Your plan for the mom-and-pop store was very detailed. Can you tell us a little about where that came from?

I was basically thinking about where I live – in a very rural place in Alabama. We kind of have to drive an hour or an hour-and-a-half to go somewhere where you can find vegan-friendly supplements or things of that nature.

It would be nice to see a grocery store, or a regular little convenience store, figure out a way to market to that merging community. My friends are primarily vegan. It’s something that is steadily growing, especially within the last five years.

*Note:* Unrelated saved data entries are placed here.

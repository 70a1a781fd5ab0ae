//! Slanted disparity planes.
//!
//! A plane assigns every pixel of a view the disparity
//! `d(x, y) = a*x + b*y + c`. Sampling and perturbation go through the
//! unit normal of the plane in `(x, y, d)` space, which keeps the slope
//! cap easy to express: the slope angle equals the angle between the
//! normal and the `d` axis.

use nalgebra::Vector3;
use rand::rngs::StdRng;
use rand::Rng;

use pm_core::Params;

use crate::view::ViewId;

/// Attempts at drawing an admissible perturbed normal before giving up
/// and keeping the current orientation.
const REFINE_ATTEMPTS: u32 = 16;

/// Affine disparity function over image coordinates.
#[derive(Debug, Clone, Copy, PartialEq)]
pub struct Plane {
    pub a: f64,
    pub b: f64,
    pub c: f64,
}

impl Plane {
    /// Fronto-parallel plane with constant disparity `d`.
    pub fn constant(d: f64) -> Self {
        Self {
            a: 0.0,
            b: 0.0,
            c: d,
        }
    }

    /// Plane with unit normal `n` (`n.z > 0`) passing through `(x, y, d)`.
    pub fn from_normal(n: Vector3<f64>, x: f64, y: f64, d: f64) -> Self {
        let a = -n.x / n.z;
        let b = -n.y / n.z;
        Self {
            a,
            b,
            c: d - a * x - b * y,
        }
    }

    /// Unit normal in `(x, y, d)` space, oriented with positive `z`.
    pub fn normal(&self) -> Vector3<f64> {
        Vector3::new(-self.a, -self.b, 1.0).normalize()
    }

    /// Disparity at `(x, y)`.
    #[inline]
    pub fn evaluate(&self, x: f64, y: f64) -> f64 {
        self.a * x + self.b * y + self.c
    }

    /// Disparity at `(x, y)`, clamped into the configured range when
    /// saturation is enabled.
    #[inline]
    pub fn evaluate_clamped(&self, x: f64, y: f64, params: &Params) -> f64 {
        let d = self.evaluate(x, y);
        if params.planes_saturation {
            d.clamp(f64::from(params.min_d), f64::from(params.max_d))
        } else {
            d
        }
    }

    /// Slope of the plane in degrees.
    pub fn slope_degrees(&self) -> f64 {
        (self.a * self.a + self.b * self.b).sqrt().atan().to_degrees()
    }

    /// Random plane through pixel `(x, y)`: disparity uniform over the
    /// configured range, normal uniform over the spherical cap admitted
    /// by the slope cap.
    pub fn random_at(x: u32, y: u32, rng: &mut StdRng, params: &Params) -> Self {
        let d = rng.gen_range(f64::from(params.min_d)..=f64::from(params.max_d));
        if params.const_disparities {
            return Plane::constant(d);
        }
        let n = sample_cap_normal(rng, params.max_slope);
        Plane::from_normal(n, f64::from(x), f64::from(y), d)
    }

    /// Perturbed copy re-based at pixel `(x, y)`: the disparity moves by
    /// up to `max_dd`, the normal by a vector from the ball of radius
    /// `max_dn`. The slope cap and the disparity range are preserved.
    pub fn refine(
        &self,
        x: u32,
        y: u32,
        max_dd: f64,
        max_dn: f64,
        rng: &mut StdRng,
        params: &Params,
    ) -> Self {
        let (xf, yf) = (f64::from(x), f64::from(y));
        let dd = rng.gen_range(-max_dd..=max_dd);
        let d = (self.evaluate(xf, yf) + dd)
            .clamp(f64::from(params.min_d), f64::from(params.max_d));
        if params.const_disparities {
            return Plane::constant(d);
        }

        let mut n = self.normal();
        for _ in 0..REFINE_ATTEMPTS {
            let candidate = n + sample_ball(rng) * max_dn;
            if candidate.z <= f64::EPSILON {
                continue;
            }
            let candidate = candidate.normalize();
            if slope_of_normal(&candidate) <= params.max_slope {
                n = candidate;
                break;
            }
        }
        Plane::from_normal(n, xf, yf, d)
    }

    /// Equivalent plane expressed in the other view's coordinates.
    ///
    /// The pixel `(x, y)` of `view` projects to column `x -/+ d` of the
    /// other view; the disparity coefficients change sign and the plane is
    /// re-based so it evaluates to the same disparity at the projected
    /// point. Applying the transfer twice restores the original plane
    /// exactly.
    pub fn transfer(&self, x: f64, y: f64, view: ViewId) -> Self {
        let d = self.evaluate(x, y);
        let xm = x + view.disparity_sign() * d;
        let a = -self.a;
        let b = -self.b;
        Self {
            a,
            b,
            c: d - a * xm - b * y,
        }
    }
}

fn slope_of_normal(n: &Vector3<f64>) -> f64 {
    (n.x * n.x + n.y * n.y).sqrt().atan2(n.z).to_degrees()
}

/// Uniform draw over the spherical cap `{n : |n| = 1, n.z >= cos(slope)}`.
fn sample_cap_normal(rng: &mut StdRng, max_slope_degrees: f64) -> Vector3<f64> {
    let z_min = max_slope_degrees.min(89.9).to_radians().cos();
    let z = rng.gen_range(z_min..=1.0);
    let phi = rng.gen_range(0.0..std::f64::consts::TAU);
    let r = (1.0 - z * z).max(0.0).sqrt();
    Vector3::new(r * phi.cos(), r * phi.sin(), z)
}

/// Uniform draw from the closed unit ball.
fn sample_ball(rng: &mut StdRng) -> Vector3<f64> {
    loop {
        let v = Vector3::new(
            rng.gen_range(-1.0..=1.0),
            rng.gen_range(-1.0..=1.0),
            rng.gen_range(-1.0..=1.0),
        );
        if v.norm_squared() <= 1.0 {
            return v;
        }
    }
}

In my essay, what I was trying to do was figure out how someone with a convenience store might look at what was being sold and think maybe I should look into this, revamp everything, and try something new. I wanted a happy ending, so I looked for a way to make it work.

 

Have you given any thought to starting your own cruelty-free and vegan store?

I have thought about what it would be like. I’m not really interested in that. I’m more on the education side of things. I’d rather talk to people or offer more activism through writing. I do have a lot of friends who want to start up their own vegan restaurant. I have a friend who is actually going to culinary school to have the understanding to start her own.

We had one store (not where I live but a few cities over) that closed within a few months. I feel that finding ways to make things cost-effective is probably going to be what makes someone successful.

 

What is an important trait for a small business owner to have these days?

Grace under pressure. I think there’s a pressure to cut corners or give in because typically the things that are mass produced or easier to get are items that have been tested on animals. If it’s their value to be cruelty-free and vegan, they need to stick to their values.

 

How confident are you that your plan would work for the mom-and-pop shop?

I think I would be more confident if it were a more wide-spread lifestyle, but I think that it can be if there were more businesses who kind of brought that to people’s attention. I have people in my family who the second I say I’m making tofu are like “Oh no.” Because, if you haven’t been around veganism or the ideas of animal cruelty, then it hasn’t been normalized in your brain to think about those things. We as a society have to make it normalized.

In rural Alabama, we have a lot of chicken plants, so it’s kind of in people’s brains. If it’s something that has been a part of your life for so long, like raising animals for slaughter, then it’s so normal.

 

What is your major? What do you plan to do after you graduate?

English Literature. I plan on going to grad school in the fall. I plan on becoming a community college instructor.

 

Tell us about some of your other interests and hobbies.

I’m in a band. We are called Eyes on Lips. We released our album about two or three months ago. I have been playing in that band coming up on three years.

Other than playing bass in that band, I also like to do some art.

My main emphasis is writing. I write poetry a lot. I was an assistant editor and then the editor of Athena’s Web Journal. We publish student submissions of their artwork.

Another hobby I have is tutoring. I work at the Athens State Writing Center. I love tutoring. About four weeks ago, I was working at Academic Affairs, and this job came up, and it was in my major. I wanted the experience, and I didn’t think I would love it as much as I do. I love tutoring.

 

We have already launched 2018’s “Better Than A Loan” scholarship. Do you have any tips for this year’s applicants?

My tip would be to obviously apply for the scholarship. I didn’t think I would get it. If you have the time, go for it. That’s the main thing.

Trust in what you want to talk about, fit the format obviously, and then submit it.